Extracted information:
//! Driver selection for a module
//!
//! Each configured module names the backend its pool is created with.

use serde::{Deserialize, Serialize};
use std::str::FromStr;

/// Supported database drivers
#[derive(Debug, Clone, Copy, PartialEq, Eq, Hash, Serialize, Deserialize, Default)]
#[serde(rename_all = "lowercase")]
pub enum DatabaseType {
    /// MySQL/MariaDB database
    #[default]
    Mysql,
    /// PostgreSQL database
    Postgres,
    /// SQLite database file
    Sqlite,
}

impl DatabaseType {
    /// Convert database type to string representation
    pub fn to_str(&self) -> &'static str {
        match self {
            DatabaseType::Mysql => "mysql",
            DatabaseType::Postgres => "postgres",
            DatabaseType::Sqlite => "sqlite",
        }
    }

    /// Port used when a module does not set one
    pub fn default_port(&self) -> Option<u16> {
        match self {
            DatabaseType::Mysql => Some(3306),
            DatabaseType::Postgres => Some(5432),
            DatabaseType::Sqlite => None,
        }
    }

    /// Whether the backend talks to a server over the network
    pub fn is_networked(&self) -> bool {
        !matches!(self, DatabaseType::Sqlite)
    }

    /// Whether this build carries the backend for this driver
    pub fn is_enabled(&self) -> bool {
        match self {
            DatabaseType::Mysql => cfg!(feature = "mysql"),
            DatabaseType::Postgres => cfg!(feature = "postgres"),
            DatabaseType::Sqlite => cfg!(feature = "sqlite"),
        }
    }

    /// Cargo feature that enables the backend
    pub fn feature_name(&self) -> &'static str {
        match self {
            DatabaseType::Mysql => "mysql",
            DatabaseType::Postgres => "postgres",
            DatabaseType::Sqlite => "sqlite",
        }
    }
}

impl std::fmt::Display for DatabaseType {
    fn fmt(&self, f: &mut std::fmt::Formatter<'_>) -> std::fmt::Result {
        write!(f, "{}", self.to_str())
    }
}

impl FromStr for DatabaseType {
    type Err = String;

    fn from_str(s: &str) -> Result<Self, Self::Err> {
        match s.to_lowercase().as_str() {
            "mysql" | "mariadb" => Ok(DatabaseType::Mysql),
            "postgres" | "postgresql" => Ok(DatabaseType::Postgres),
            "sqlite" | "sqlite3" => Ok(DatabaseType::Sqlite),
            _ => Err(format!("Invalid database type: '{}'", s)),
        }
    }
}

Your goal:
For this exercise, repeat each line of the listing exactly.

Output:
//! Driver selection for a module
//!
//! Each configured module names the backend its pool is created with.

use serde::{Deserialize, Serialize};
use std::str::FromStr;

/// Supported database drivers
#[derive(Debug, Clone, Copy, PartialEq, Eq, Hash, Serialize, Deserialize, Default)]
#[serde(rename_all = "lowercase")]
pub enum DatabaseType {
    /// MySQL/MariaDB database
    #[default]
    Mysql,
    /// PostgreSQL database
    Postgres,
    /// SQLite database file
    Sqlite,
}

impl DatabaseType {
    /// Convert database type to string representation
    pub fn to_str(&self) -> &'static str {
        match self {
            DatabaseType::Mysql => "mysql",
            DatabaseType::Postgres => "postgres",
            DatabaseType::Sqlite => "sqlite",
        }
    }

    /// Port used when a module does not set one
    pub fn default_port(&self) -> Option<u16> {
        match self {
            DatabaseType::Mysql => Some(3306),
            DatabaseType::Postgres => Some(5432),
            DatabaseType::Sqlite => None,
        }
    }

    /// Whether the backend talks to a server over the network
    pub fn is_networked(&self) -> bool {
        !matches!(self, DatabaseType::Sqlite)
    }

    /// Whether this build carries the backend for this driver
    pub fn is_enabled(&self) -> bool {
        match self {
            DatabaseType::Mysql => cfg!(feature = "mysql"),
            DatabaseType::Postgres => cfg!(feature = "postgres"),
            DatabaseType::Sqlite => cfg!(feature = "sqlite"),
        }
    }

    /// Cargo feature that enables the backend
    pub fn feature_name(&self) -> &'static str {
        match self {
            DatabaseType::Mysql => "mysql",
            DatabaseType::Postgres => "postgres",
            DatabaseType::Sqlite => "sqlite",
        }
    }
}

impl std::fmt::Display for DatabaseType {
    fn fmt(&self, f: &mut std::fmt::Formatter<'_>) -> std::fmt::Result {
        write!(f, "{}", self.to_str())
    }
}

impl FromStr for DatabaseType {
    type Err = String;

    fn from_str(s: &str) -> Result<Self, Self::Err> {
        match s.to_lowercase().as_str() {
            "mysql" | "mariadb" => Ok(DatabaseType::Mysql),
            "postgres" | "postgresql" => Ok(DatabaseType::Postgres),
            "sqlite" | "sqlite3" => Ok(DatabaseType::Sqlite),
            _ => Err(format!("Invalid database type: '{}'", s)),
        }
    }
}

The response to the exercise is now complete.